As someone who follows tennis, I’ve been irritated in recent years by the packaging around the sport’s new “bright star,” Carlos Alcaraz. Alcaraz is Spanish, turning 22 years old on Cinco de Mayo, and he’s already won four major titles: two Wimbledon titles, a Roland Garros title and a Us Open title. He also won the silver medal at the Paris Olympics, losing to Novak Djokovic in the gold-medal match. Alcaraz is genuinely charming, on and off court, but the packaging around him often feels inorganic, like everyone just decided that Carlos was That Guy and immediately began to build him up as the next Rafa/Roger/Novak. It feels the same way with Jannik Sinner, although it feels even more inorganic in Sinner’s case.
Well, Alcaraz and his team put together a three-part Netflix docuseries called Carlos Alcaraz: My Way. I’ve watched it this week and it has me feeling so sorry for Alcaraz, honestly. His family sent him off to a tennis academy when he was very young, and then he turned pro when he was 15/16. Everything was built up around him – his coaching team, his management team, almost all of the same people around him since he was 16 years old, all of the same people who are used to telling him where to go, what to say, how to behave and how to play.

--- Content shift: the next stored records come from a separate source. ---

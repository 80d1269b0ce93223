use almanac_core::constants::DEFAULT_TIMEZONE;
use almanac_core::types::EventType;
use chrono::{DateTime, FixedOffset, NaiveDate};
use serde_json::{Map, Value as JsonValue};

use super::recurrence::RecurrenceRule;

/// A stored calendar event, possibly the head of a recurring series.
#[derive(Debug, Clone, PartialEq)]
pub struct BaseEvent {
    pub id: String,
    pub title: String,
    pub description: Option<String>,
    /// Start of the first instance, in the offset it was stored with.
    pub start_time: DateTime<FixedOffset>,
    pub end_time: DateTime<FixedOffset>,
    pub all_day: bool,
    pub event_type: EventType,
    pub recurrence: RecurrenceRule,
    /// IANA timezone name. Carried through, never used for arithmetic.
    pub timezone: String,
    pub location: Option<String>,
    pub virtual_url: Option<String>,
    pub organizer_id: Option<String>,
    pub participant_ids: Vec<String>,
    /// Soft delete of the whole series.
    pub deleted: bool,
    /// Classification and other store fields passed through untouched.
    pub classification: Map<String, JsonValue>,
}

impl BaseEvent {
    /// Create a non-recurring meeting.
    #[must_use]
    pub fn new(
        id: impl Into<String>,
        title: impl Into<String>,
        start_time: DateTime<FixedOffset>,
        end_time: DateTime<FixedOffset>,
    ) -> Self {
        Self {
            id: id.into(),
            title: title.into(),
            description: None,
            start_time,
            end_time,
            all_day: false,
            event_type: EventType::Meeting,
            recurrence: RecurrenceRule::none(),
            timezone: DEFAULT_TIMEZONE.to_string(),
            location: None,
            virtual_url: None,
            organizer_id: None,
            participant_ids: Vec::new(),
            deleted: false,
            classification: Map::new(),
        }
    }

    #[must_use]
    pub fn with_recurrence(mut self, recurrence: RecurrenceRule) -> Self {
        self.recurrence = recurrence;
        self
    }

    /// Calendar date of the first instance, in the stored offset.
    #[must_use]
    pub fn start_date(&self) -> NaiveDate {
        self.start_time.date_naive()
    }

    #[must_use]
    pub const fn is_recurring(&self) -> bool {
        self.recurrence.is_recurring()
    }
}
//! Typed calendar model consumed and produced by the expansion engine.

pub mod deviation;
pub mod event;
pub mod occurrence;
pub mod recurrence;

pub use deviation::{
    AnchoredDeviation, Deviation, DeviationsByEvent, Overrides, UnanchoredDeviation,
};
pub use event::BaseEvent;
pub use occurrence::{Occurrence, sort_chronologically};
pub use recurrence::{RecurrenceRule, WeekdaySet};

Some of the most disturbing moments in the series come when he’s clearly dealing with injuries. His team – entirely made up of middle-aged men – tell him to push through the pain and keep playing. They keep telling him that the biggest problem isn’t his injury-prone “glass” body, it’s his mind, and that he shouldn’t be scared to play through the pain (even if he could be doing real damage to his body). They freak out every single time Alcaraz wants to take a break or rest his body. They freak out whenever he wants to party for a few days after winning a major title. They freak out every time he suggests that his priority is to enjoy his life and tennis at the same time.
While all of that is honestly appalling, it’s even worse than that. The men around Alcaraz are so relentlessly joyless that they cannot understand why Alcaraz would even want to celebrate winning back-to-back Wimbledon titles or his third major at the age of 21. Everyone believes that Alcaraz and Sinner are the “replacements” for the Big Three (Djokovic, Nadal and Federer), and so Alcaraz’s team uses the Big Three as the template for Alcaraz’s career. It’s like they’re mad at him for not having twenty Slams already. It’s like they can’t understand why Alcaraz would even celebrate his third Slam when he’s on this grim, robotic path to win 25 Slams.
This series has really made me hope that Alcaraz understands that the people he had around him at 16 are possibly not built for his long-term career. That part hasn’t come to him yet though – while he’s getting old enough to say “no” to his team and do things “his way,” I don’t think he understands that he’s old enough to surround himself with different people, and that he can actually hire and fire people. There’s absolutely a part of him where he just wants to be home with his family and friends and not have to worry about all of the “business of tennis.” He’s kept the same team around him because he doesn’t want to deal with it, because he prefers the same set up he had six years ago. But everyone grows up eventually, and I have high hopes that he will understand that staff shake-ups are necessary.
The same week this Netflix series came out, Alcaraz withdrew from the Madrid Open because of an adductor tear in his right leg, which he got playing in Barcelona last week. As I said, he has a glass body – he needs a team made up of people who will tell him that these injuries are not all in his head.